Simply put, Kobe Bean Bryant — i.e. the (self-proclaimed) Black Mamba — is a basketball legend. Unlike Paul Pierce who gets wheeled off the court with a hurt ego, the Mamba tears his Achilles, sinks two-free throws and walks to the sideline under his own power. NBA Championships, Olympic gold, scoring titles and MVPs are all resume builders, but the true legend was born on April 13, 2013 at 3:30am. In the wake of that devastating injury, Kobe took to Facebook to lay down the guiding ethos of Mamba Mentality.
“If you see me in a fight with a bear, prey for the bear.” Ive always loved that quote. That’s ‘mamba mentality’ we don’t quit, we don’t cower, we don’t run. We endure and conquer.
There are two undeniable takeaways from Kobe’s comments. Firstly, the typically eloquent Bryant ironically misspells the word pray (self-fulfilling prophecy, we shall see). Secondly, Kobe’s will to succeed is remarkable, if not maniacal. Thus, it surely wasn’t surprising when he returned to NBA action only eight months following a left Achilles tear — an injury that can take up to two years to recover from. Nor was it surprising that he lasted only six games before injuring the knee in that very same left leg.
Expected to be sidelined for 3-4 more weeks, Kobe’s latest injury effectively sounds the Lakers’ horn for a Riggin-for-Wiggins campaign (though, it can be argued that so did the initial signing of Mike D’Antoni). In response to his latest setback, Kobe — predictably — went Mamba, explaining that he doesn’t “think (the knee injury) had anything to do with the (Achilles injury)… We’ve evaluated it pretty extensively. The fact of the matter is any of us can get hurt at any moment and the key for us as an athlete is to block that fear out.”
It was at this very instant in time when I realized that the Mamba was either delusional, or that his $48 million contract did not require course study in physical medicine and rehabilitation. Apparently, Kobe wasn’t aware that previous injury is considered a principle risk-factor for future injury. We can look no further than to Kobe’s NBA All-Star brethren, Russell Westbrook and Derrick Rose, to prove as much.
To elucidate on the matter, a recent study out of the University of Gothenburg demonstrates that regardless of treatment method, significant functional limitations in strength, endurance and jumping ability persist for two-years following Achilles rupture. These limitations ultimately lead to altered movement patterns, such as impacting the ground with a greater amount of dorsiflexion (i.e. more akin to a heel-strike). This altered landing pattern limits the ankle’s torque and power generation, leading to altered (and potentially deleterious) loading patterns at the knee.
By implicitly guarding the Achilles and impacting the ground with greater dorsiflexion, the amount and/or rate at which force transmits up the lower leg increases, thereby increasing the risk for lower leg and knee injury. To make matters worse, this compensatory change in foot placement limits the training effects to the calf and Achilles, cyclically degrading this musculotendinous complex, and likely, altering applied stress patterns in the leg.
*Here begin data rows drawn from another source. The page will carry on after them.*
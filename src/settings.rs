//! Viewer Settings
//!
//! Every tunable of the viewer lives in [`ViewerSettings`]. The struct is plain
//! data with serde support, so a host can ship a JSON file next to its assets
//! and override only the values it cares about:
//!
//! ```json
//! {
//!     "renderer": { "vsync": false, "pixel_ratio_ceiling": 1.5 },
//!     "reveal":   { "overlay_fade_ms": 1500 }
//! }
//! ```
//!
//! Missing sections and fields fall back to [`Default`], which reproduces the
//! reference viewer (75° camera at `(4, 1, -4)`, 500 ms settle delay, 3 s
//! overlay fade, 2 s indicator fade, pixel ratio clamped to 2).

use std::path::Path;
use std::time::Duration;

use glam::Vec3;
use serde::Deserialize;

use crate::errors::Result;

// ---------------------------------------------------------------------------
// RendererSettings
// ---------------------------------------------------------------------------

/// GPU and surface configuration.
///
/// | Field                 | Description                                   | Default          |
/// |-----------------------|-----------------------------------------------|------------------|
/// | `vsync`               | Cap presentation to the display refresh rate  | `true`           |
/// | `high_performance`    | Prefer a discrete adapter                     | `true`           |
/// | `pixel_ratio_ceiling` | Upper bound applied to the device pixel ratio | `2.0`            |
/// | `msaa_samples`        | Sample count of the multisampled surface      | `4`              |
/// | `clear_color`         | Clear color of the scene pass (linear RGBA)   | `[0, 0, 0, 1]`   |
#[derive(Debug, Clone, PartialEq, Deserialize)]
#[serde(default)]
pub struct RendererSettings {
    /// Enable vertical synchronization.
    pub vsync: bool,
    /// `true` selects `HighPerformance`, `false` selects `LowPower`.
    pub high_performance: bool,
    /// Ceiling for the device pixel ratio. Bounds intermediate surface memory
    /// on high-density displays.
    pub pixel_ratio_ceiling: f32,
    /// Sample count used when the probe selects the multisampled surface.
    pub msaa_samples: u32,
    /// Background clear color.
    pub clear_color: [f32; 4],
}

impl Default for RendererSettings {
    fn default() -> Self {
        Self {
            vsync: true,
            high_performance: true,
            pixel_ratio_ceiling: 2.0,
            msaa_samples: 4,
            clear_color: [0.0, 0.0, 0.0, 1.0],
        }
    }
}

impl RendererSettings {
    /// Maps the boolean preference onto wgpu's adapter selection.
    #[inline]
    #[must_use]
    pub fn power_preference(&self) -> wgpu::PowerPreference {
        if self.high_performance {
            wgpu::PowerPreference::HighPerformance
        } else {
            wgpu::PowerPreference::LowPower
        }
    }
}

// ---------------------------------------------------------------------------
// LoadingSettings / RevealSettings
// ---------------------------------------------------------------------------

/// Load tracker configuration.
#[derive(Debug, Clone, PartialEq, Deserialize)]
#[serde(default)]
pub struct LoadingSettings {
    /// Delay between completion detection and the `Complete` event.
    pub settle_delay_ms: u64,
}

impl Default for LoadingSettings {
    fn default() -> Self {
        Self { settle_delay_ms: 500 }
    }
}

impl LoadingSettings {
    #[inline]
    #[must_use]
    pub fn settle_delay(&self) -> Duration {
        Duration::from_millis(self.settle_delay_ms)
    }
}

/// Reveal transition timing and overlay appearance.
#[derive(Debug, Clone, PartialEq, Deserialize)]
#[serde(default)]
pub struct RevealSettings {
    /// Duration of the overlay fade to transparent.
    pub overlay_fade_ms: u64,
    /// Duration of the loading indicator fade.
    pub indicator_fade_ms: u64,
    /// Overlay color (RGB); alpha is driven by the transition.
    pub overlay_color: [f32; 3],
}

impl Default for RevealSettings {
    fn default() -> Self {
        Self {
            overlay_fade_ms: 3000,
            indicator_fade_ms: 2000,
            overlay_color: [0.15, 0.15, 0.15],
        }
    }
}

impl RevealSettings {
    #[inline]
    #[must_use]
    pub fn overlay_fade(&self) -> Duration {
        Duration::from_millis(self.overlay_fade_ms)
    }

    #[inline]
    #[must_use]
    pub fn indicator_fade(&self) -> Duration {
        Duration::from_millis(self.indicator_fade_ms)
    }
}

// ---------------------------------------------------------------------------
// CameraSettings / ControlSettings
// ---------------------------------------------------------------------------

/// Perspective camera defaults.
#[derive(Debug, Clone, PartialEq, Deserialize)]
#[serde(default)]
pub struct CameraSettings {
    /// Vertical field of view in degrees.
    pub fov: f32,
    pub near: f32,
    pub far: f32,
    pub position: [f32; 3],
}

impl Default for CameraSettings {
    fn default() -> Self {
        Self {
            fov: 75.0,
            near: 0.1,
            far: 100.0,
            position: [4.0, 1.0, -4.0],
        }
    }
}

impl CameraSettings {
    #[inline]
    #[must_use]
    pub fn position(&self) -> Vec3 {
        Vec3::from_array(self.position)
    }
}

/// Orbit control limits.
#[derive(Debug, Clone, PartialEq, Deserialize)]
#[serde(default)]
pub struct ControlSettings {
    pub enable_damping: bool,
    pub damping_factor: f32,
    pub enable_pan: bool,
    pub min_distance: f32,
    pub max_distance: f32,
    pub rotate_speed: f32,
    pub zoom_speed: f32,
}

impl Default for ControlSettings {
    fn default() -> Self {
        Self {
            enable_damping: true,
            damping_factor: 0.05,
            enable_pan: false,
            min_distance: 5.0,
            max_distance: 7.0,
            rotate_speed: 1.0,
            zoom_speed: 0.05,
        }
    }
}

// ---------------------------------------------------------------------------
// ViewerSettings
// ---------------------------------------------------------------------------

/// Complete viewer configuration.
#[derive(Debug, Clone, Default, PartialEq, Deserialize)]
#[serde(default)]
pub struct ViewerSettings {
    pub renderer: RendererSettings,
    pub loading: LoadingSettings,
    pub reveal: RevealSettings,
    pub camera: CameraSettings,
    pub controls: ControlSettings,
}

impl ViewerSettings {
    /// Parses settings from a JSON document. Absent fields keep their defaults.
    pub fn from_json_str(json: &str) -> Result<Self> {
        Ok(serde_json::from_str(json)?)
    }

    /// Reads and parses a JSON settings file.
    pub fn from_path(path: impl AsRef<Path>) -> Result<Self> {
        let text = std::fs::read_to_string(path.as_ref())?;
        let settings = Self::from_json_str(&text)?;
        log::debug!("Loaded settings from {}", path.as_ref().display());
        Ok(settings)
    }
}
The inevitable nature of injuries and the responsive change in movement patterns places the onus of recovery on the doctor, physical therapist and/or trainer. This is an unenviable task, considering that there is no basis for normal movement. In other words, it is likely that nobody knows as to the specific (biomechanical) movement and loading dynamics Kobe employed prior to injury. Rather, normality is often assessed relative to either some global standard (e.g. strength or endurance benchmarks), or to the uninjured limb (in the case of Kobe, his right leg). However, there is nothing to suggest that the uninjured limb functions optimally. This leads to a gray area of sorts when determining whether an athlete should return to play, often leading to preemptive or delayed returns, and often — as in the case with Kobe — re-injury.
Maybe I should break out the rocking chair and reminisce on the career that was. Maybe this is how my book ends.
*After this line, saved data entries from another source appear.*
//! Winit Host
//!
//! Windowed front-end of the viewer, built on
//! [winit](https://crates.io/crates/winit).
//!
//! # Startup
//!
//! 1. Create the window and the [`GpuContext`]
//! 2. Probe the adapter tier and clamped pixel ratio ([`probe`]), then fit
//!    the configured sample count to the adapter ([`fit_sample_count`])
//! 3. Build the [`Viewer`] with the standard pass chain
//! 4. Register every asset with the tracker, then start loading
//!
//! After that each redraw drains decoded assets, applies the keyboard debug
//! bindings and ticks the viewer.
//!
//! # Example
//!
//! ```rust,ignore
//! use lumen::app::App;
//! use lumen::assets::AssetRequest;
//!
//! App::new()
//!     .with_title("Post Processing")
//!     .with_asset_root("assets")
//!     .with_normal_map("textures/interfaceNormalMap.png")
//!     .with_asset(AssetRequest::mesh("models/DamagedHelmet/glTF/DamagedHelmet.gltf"))
//!     .run()?;
//! ```

use std::path::PathBuf;
use std::sync::Arc;

use glam::Vec4;
use winit::application::ApplicationHandler;
use winit::event::WindowEvent;
use winit::event_loop::{ActiveEventLoop, ControlFlow, EventLoop};
pub use winit::window::{Window, WindowId};

use crate::app::bindings::apply_debug_bindings;
use crate::app::input::{Input, Key};
use crate::assets::{AssetLoader, AssetRequest, LoadTracker, LoadedAsset};
use crate::errors::{Error, Result};
use crate::renderer::backend::{GpuBackend, RenderBackend};
use crate::renderer::capability::{CapabilityReport, fit_sample_count, probe};
use crate::renderer::context::GpuContext;
use crate::renderer::effects::names;
use crate::renderer::surface::{ColorSpace, Viewport};
use crate::renderer::uniforms::UniformValue;
use crate::scene::EnvironmentScene;
use crate::settings::ViewerSettings;
use crate::utils::FrameClock;
use crate::viewer::Viewer;

pub mod input_adapter;

/// Application builder.
pub struct App {
    title: String,
    settings: ViewerSettings,
    asset_root: PathBuf,
    assets: Vec<AssetRequest>,
    normal_map: Option<PathBuf>,
}

impl App {
    #[must_use]
    pub fn new() -> Self {
        Self {
            title: "Lumen Viewer".into(),
            settings: ViewerSettings::default(),
            asset_root: PathBuf::from("."),
            assets: Vec::new(),
            normal_map: None,
        }
    }

    #[must_use]
    pub fn with_title(mut self, title: impl Into<String>) -> Self {
        self.title = title.into();
        self
    }

    #[must_use]
    pub fn with_settings(mut self, settings: ViewerSettings) -> Self {
        self.settings = settings;
        self
    }

    /// Directory every asset path is resolved against.
    #[must_use]
    pub fn with_asset_root(mut self, root: impl Into<PathBuf>) -> Self {
        self.asset_root = root.into();
        self
    }

    /// Adds a resource the reveal waits for.
    #[must_use]
    pub fn with_asset(mut self, request: AssetRequest) -> Self {
        self.assets.push(request);
        self
    }

    /// Texture bound to the displacement pass once it has loaded.
    #[must_use]
    pub fn with_normal_map(mut self, path: impl Into<PathBuf>) -> Self {
        let path = path.into();
        self.assets
            .push(AssetRequest::texture(path.clone(), ColorSpace::Linear));
        self.normal_map = Some(path);
        self
    }

    /// Runs the event loop until the window closes.
    pub fn run(self) -> Result<()> {
        let event_loop = EventLoop::new()?;
        event_loop.set_control_flow(ControlFlow::Poll);

        let mut runner = AppRunner::new(self);
        event_loop.run_app(&mut runner).map_err(Error::from)
    }
}

impl Default for App {
    fn default() -> Self {
        Self::new()
    }
}

struct AppRunner {
    config: App,

    window: Option<Arc<Window>>,
    viewer: Option<Viewer<GpuBackend>>,
    loader: Option<AssetLoader>,
    scene: EnvironmentScene<GpuBackend>,

    input: Input,
    clock: FrameClock,
}

impl AppRunner {
    fn new(config: App) -> Self {
        let scene = EnvironmentScene::new(Vec4::from_array(config.settings.renderer.clear_color));
        Self {
            config,
            window: None,
            viewer: None,
            loader: None,
            scene,
            input: Input::new(),
            clock: FrameClock::new(),
        }
    }

    fn init(&mut self, window: &Arc<Window>) -> Result<()> {
        let settings = &self.config.settings;
        let size = window.inner_size();
        let scale_factor = window.scale_factor() as f32;

        log::info!("Initializing Renderer Backend...");
        let ctx = pollster::block_on(GpuContext::new(
            window.clone(),
            &settings.renderer,
            size.width,
            size.height,
        ))?;

        let pixel_ratio = scale_factor.min(settings.renderer.pixel_ratio_ceiling);
        let plan = probe(&CapabilityReport::new(pixel_ratio, ctx.tier));
        let (plan, msaa_samples) =
            fit_sample_count(plan, settings.renderer.msaa_samples, &ctx.sample_counts);
        let mut settings = settings.clone();
        settings.renderer.msaa_samples = msaa_samples;
        let viewport = logical_viewport(size.width, size.height, scale_factor);

        let tracker = LoadTracker::from_settings(&settings.loading);
        let mut viewer =
            Viewer::new(GpuBackend::new(ctx), &settings, plan, viewport, tracker.clone())?;
        self.input.inject_resize(size.width, size.height);

        let loader = AssetLoader::new(self.config.asset_root.clone(), tracker)?;
        let count = loader.load(self.config.assets.iter().cloned())?;
        if count == 0 {
            log::warn!("No assets to wait for, revealing immediately");
            viewer.reveal_now(self.clock.start_time());
        }

        self.viewer = Some(viewer);
        self.loader = Some(loader);
        Ok(())
    }

    fn receive_assets(&mut self) {
        let (Some(viewer), Some(loader)) = (&mut self.viewer, &self.loader) else {
            return;
        };
        let normal_map = self
            .config
            .normal_map
            .as_ref()
            .map(|p| p.display().to_string());

        for asset in loader.inbox().try_iter() {
            match asset {
                LoadedAsset::Texture { label, texture } if Some(&label) == normal_map.as_ref() => {
                    if let Err(e) = viewer.chain_mut().set_uniform(
                        names::DISPLACEMENT,
                        names::NORMAL_MAP,
                        UniformValue::Texture(Some(texture)),
                    ) {
                        log::warn!("{e}");
                    }
                }
                LoadedAsset::CubeTexture { label, faces } => {
                    log::debug!("Cube map '{label}' set as background");
                    self.scene.set_background(viewer.backend.upload_cube_map(&faces));
                }
                LoadedAsset::Mesh { label, mesh } => {
                    log::debug!("Mesh '{label}' added ({} triangles)", mesh.triangle_count());
                    self.scene.add_mesh(viewer.backend.upload_mesh(&mesh));
                }
                other => log::debug!("Asset '{}' ready", other.label()),
            }
        }
    }

    fn frame(&mut self, event_loop: &ActiveEventLoop) {
        if self.input.key_down(Key::Escape) {
            event_loop.exit();
            return;
        }

        self.receive_assets();

        let time = self.clock.tick();
        if let Some(viewer) = &mut self.viewer {
            apply_debug_bindings(viewer.chain_mut(), &self.input);
            viewer.tick(&time, &self.input, &self.scene);
        }
        self.input.end_frame();
    }
}

/// Converts a physical window size into a logical viewport.
fn logical_viewport(width: u32, height: u32, scale_factor: f32) -> Viewport {
    let scale = if scale_factor.is_finite() && scale_factor > 0.0 {
        scale_factor
    } else {
        1.0
    };
    Viewport::new(
        (width as f32 / scale).round() as u32,
        (height as f32 / scale).round() as u32,
        scale,
    )
}

impl ApplicationHandler for AppRunner {
    fn resumed(&mut self, event_loop: &ActiveEventLoop) {
        if self.window.is_some() {
            return;
        }

        let window_attributes = Window::default_attributes()
            .with_title(&self.config.title)
            .with_inner_size(winit::dpi::LogicalSize::new(1280.0, 720.0));

        let window = match event_loop.create_window(window_attributes) {
            Ok(window) => Arc::new(window),
            Err(e) => {
                log::error!("Failed to create window: {e}");
                event_loop.exit();
                return;
            }
        };
        self.window = Some(window.clone());

        if let Err(e) = self.init(&window) {
            log::error!("Fatal Renderer Error: {e}");
            event_loop.exit();
            return;
        }

        self.clock = FrameClock::new();
    }

    fn window_event(
        &mut self,
        event_loop: &ActiveEventLoop,
        _window_id: WindowId,
        event: WindowEvent,
    ) {
        input_adapter::process_window_event(&mut self.input, &event);

        match event {
            WindowEvent::CloseRequested => event_loop.exit(),
            WindowEvent::Resized(physical_size) => {
                if let (Some(window), Some(viewer)) = (&self.window, &mut self.viewer) {
                    let scale_factor = window.scale_factor() as f32;
                    let viewport =
                        logical_viewport(physical_size.width, physical_size.height, scale_factor);
                    viewer.request_resize(viewport.width, viewport.height, viewport.pixel_ratio);
                }
            }
            WindowEvent::RedrawRequested => {
                self.frame(event_loop);
                if let Some(w) = &self.window {
                    w.request_redraw();
                }
            }
            _ => {}
        }
    }

    fn about_to_wait(&mut self, _event_loop: &ActiveEventLoop) {
        if self.viewer.is_some()
            && let Some(window) = &self.window
        {
            window.request_redraw();
        }
    }
}
//! Capability Probe Tests
//!
//! Tests for:
//! - The surface / AA truth table over pixel ratio and tier
//! - Inconclusive inputs falling back to the standard surface
//! - Sample counts derived from the plan
//! - Configured sample counts fitted to the adapter

use lumen::renderer::capability::{
    CapabilityReport, FeatureTier, SurfaceKind, SurfacePlan, fit_sample_count, probe,
};
use lumen::renderer::surface::{SurfaceDescriptor, Viewport};
use lumen::settings::ViewerSettings;

// ============================================================================
// Truth table
// ============================================================================

#[test]
fn unit_ratio_with_advanced_tier_uses_multisampling() {
    let plan = probe(&CapabilityReport::new(1.0, FeatureTier::Advanced));
    assert_eq!(plan.kind, SurfaceKind::Multisampled);
    assert!(!plan.append_aa_pass);
}

#[test]
fn unit_ratio_with_basic_tier_appends_aa_pass() {
    let plan = probe(&CapabilityReport::new(1.0, FeatureTier::Basic));
    assert_eq!(plan.kind, SurfaceKind::Standard);
    assert!(plan.append_aa_pass);
}

#[test]
fn high_density_display_needs_neither() {
    for tier in [FeatureTier::Advanced, FeatureTier::Basic, FeatureTier::Unknown] {
        for ratio in [1.5, 2.0, 3.0] {
            let plan = probe(&CapabilityReport::new(ratio, tier));
            assert_eq!(plan, SurfacePlan::default(), "ratio {ratio}, tier {tier:?}");
        }
    }
}

#[test]
fn multisampling_and_aa_pass_are_never_both_selected() {
    for tier in [FeatureTier::Advanced, FeatureTier::Basic, FeatureTier::Unknown] {
        for ratio in [0.5, 1.0, 1.25, 2.0] {
            let plan = probe(&CapabilityReport::new(ratio, tier));
            assert!(!(plan.kind == SurfaceKind::Multisampled && plan.append_aa_pass));
        }
    }
}

// ============================================================================
// Inconclusive detection
// ============================================================================

#[test]
fn unknown_tier_defaults_to_standard() {
    let plan = probe(&CapabilityReport::new(1.0, FeatureTier::Unknown));
    assert_eq!(plan, SurfacePlan::default());
}

#[test]
fn missing_or_invalid_ratio_defaults_to_standard() {
    let missing = CapabilityReport {
        pixel_ratio: None,
        tier: FeatureTier::Advanced,
    };
    assert_eq!(probe(&missing), SurfacePlan::default());

    for ratio in [f32::NAN, f32::INFINITY, 0.0, -1.0] {
        let plan = probe(&CapabilityReport::new(ratio, FeatureTier::Basic));
        assert_eq!(plan, SurfacePlan::default(), "ratio {ratio}");
    }
}

// ============================================================================
// Sample count
// ============================================================================

#[test]
fn sample_count_follows_plan() {
    let msaa = probe(&CapabilityReport::new(1.0, FeatureTier::Advanced));
    assert_eq!(msaa.sample_count(4), 4);
    assert_eq!(SurfacePlan::default().sample_count(4), 1);
}

// ============================================================================
// Sample count fitting
// ============================================================================

fn multisampled() -> SurfacePlan {
    probe(&CapabilityReport::new(1.0, FeatureTier::Advanced))
}

#[test]
fn supported_request_is_kept() {
    assert_eq!(fit_sample_count(multisampled(), 8, &[2, 4, 8]), (multisampled(), 8));
}

#[test]
fn unsupported_request_from_settings_falls_back_to_four() {
    let settings = ViewerSettings::from_json_str(r#"{ "renderer": { "msaa_samples": 8 } }"#).unwrap();
    assert_eq!(settings.renderer.msaa_samples, 8);

    let (plan, samples) = fit_sample_count(multisampled(), settings.renderer.msaa_samples, &[2, 4]);
    assert_eq!(plan.kind, SurfaceKind::Multisampled);
    assert_eq!(samples, 4);

    let desc = SurfaceDescriptor::for_viewport(&Viewport::new(64, 32, 1.0), &plan, samples);
    assert_eq!(desc.sample_count, 4);
}

#[test]
fn odd_request_uses_largest_count_without_four() {
    let (_, samples) = fit_sample_count(multisampled(), 3, &[2]);
    assert_eq!(samples, 2);
}

#[test]
fn no_multisample_support_degrades_to_standard_with_aa_pass() {
    let (plan, samples) = fit_sample_count(multisampled(), 4, &[]);
    assert_eq!(plan.kind, SurfaceKind::Standard);
    assert!(plan.append_aa_pass);
    assert_eq!(samples, 1);
    assert_eq!(plan.sample_count(samples), 1);
}

#[test]
fn standard_plan_is_untouched() {
    let (plan, _) = fit_sample_count(SurfacePlan::default(), 8, &[]);
    assert_eq!(plan, SurfacePlan::default());
    assert_eq!(plan.sample_count(8), 1);
}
If the Black Mamba himself questions whether it is plausible to return from an injury at the ripe-old age of 35, what does that mean for the rest of us? Fortunately, the future is not as bleak as Kobe made it appear in this moment of vulnerability. Over the past few years, there has been considerable effort by the clinical and research community in order to develop return to play protocols for a variety of different orthopedic concerns. Sports Medicine Australia even went so far as to provide a guideline to the prevention and management of Achilles injuries.
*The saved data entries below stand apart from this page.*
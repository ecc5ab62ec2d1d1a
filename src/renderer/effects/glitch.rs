//! Digital glitch trigger state.
//!
//! The glitch effect is idle most of the time. Every 120–240 frames it fires a
//! strong burst, and during the first fifth of each period it produces weaker
//! jitter. With `go_wild` enabled every frame is a strong burst.

use std::f32::consts::PI;

use rand::rngs::StdRng;
use rand::{RngExt, SeedableRng};

const MIN_TRIGGER_FRAMES: u32 = 120;
const MAX_TRIGGER_FRAMES: u32 = 240;

/// Per-frame glitch parameters consumed by the backends.
#[derive(Debug, Clone, Copy, PartialEq)]
pub struct GlitchFrame {
    /// When set the effect passes its input through unchanged.
    pub bypass: bool,
    pub amount: f32,
    pub angle: f32,
    pub seed: f32,
    pub seed_x: f32,
    pub seed_y: f32,
    pub distortion_x: f32,
    pub distortion_y: f32,
    pub col_s: f32,
}

impl GlitchFrame {
    #[must_use]
    pub fn bypassed() -> Self {
        Self {
            bypass: true,
            amount: 0.0,
            angle: 0.0,
            seed: 0.0,
            seed_x: 0.0,
            seed_y: 0.0,
            distortion_x: 0.0,
            distortion_y: 0.0,
            col_s: 0.05,
        }
    }
}

/// Frame counter and random source of one glitch pass.
#[derive(Debug)]
pub struct GlitchState {
    rng: StdRng,
    frame: u32,
    trigger: u32,
}

impl GlitchState {
    #[must_use]
    pub fn new(seed: u64) -> Self {
        let mut rng = StdRng::seed_from_u64(seed);
        let trigger = rng.random_range(MIN_TRIGGER_FRAMES..=MAX_TRIGGER_FRAMES);
        Self {
            rng,
            frame: 0,
            trigger,
        }
    }

    /// Advances one frame and returns the parameters to render with.
    pub fn advance(&mut self, go_wild: bool) -> GlitchFrame {
        let seed = self.rng.random_range(0.0..1.0f32);
        self.frame += 1;

        if self.frame % self.trigger == 0 || go_wild {
            let frame = GlitchFrame {
                bypass: false,
                amount: self.rng.random_range(0.0..1.0f32) / 30.0,
                angle: self.rng.random_range(-PI..PI),
                seed,
                seed_x: self.rng.random_range(-1.0..1.0),
                seed_y: self.rng.random_range(-1.0..1.0),
                distortion_x: self.rng.random_range(0.0..1.0),
                distortion_y: self.rng.random_range(0.0..1.0),
                col_s: 0.05,
            };
            self.frame = 0;
            self.trigger = self
                .rng
                .random_range(MIN_TRIGGER_FRAMES..=MAX_TRIGGER_FRAMES);
            frame
        } else if self.frame % self.trigger < self.trigger / 5 {
            GlitchFrame {
                bypass: false,
                amount: self.rng.random_range(0.0..1.0f32) / 90.0,
                angle: self.rng.random_range(-PI..PI),
                seed,
                seed_x: self.rng.random_range(-0.3..0.3),
                seed_y: self.rng.random_range(-0.3..0.3),
                distortion_x: self.rng.random_range(0.0..1.0),
                distortion_y: self.rng.random_range(0.0..1.0),
                col_s: 0.05,
            }
        } else {
            GlitchFrame::bypassed()
        }
    }
}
The legend of the Black Mamba is on temporary hiatus with injury. For those diehards, the attributing cause may not be sufficient. Why Kobe? Why now? Could this have been prevented? We may never know the answers to these questions, but we’re undeniably on the right track. Kobe’s re-injury symbolizes what many believe to be an underlying problem in healthcare: emphasis on treatment, rather than prevention. Maybe injuries such as Kobe’s could be averted if a baseline level of function is determined by a preemptive biomechanical evaluation. So here’ to hoping that Kobe’s lasting legacy is not just revolutionizing the game of basketball, but revolutionizing how we approach injury prevention. In Kobe’s words, this would be the ‘first step of a new challenge.’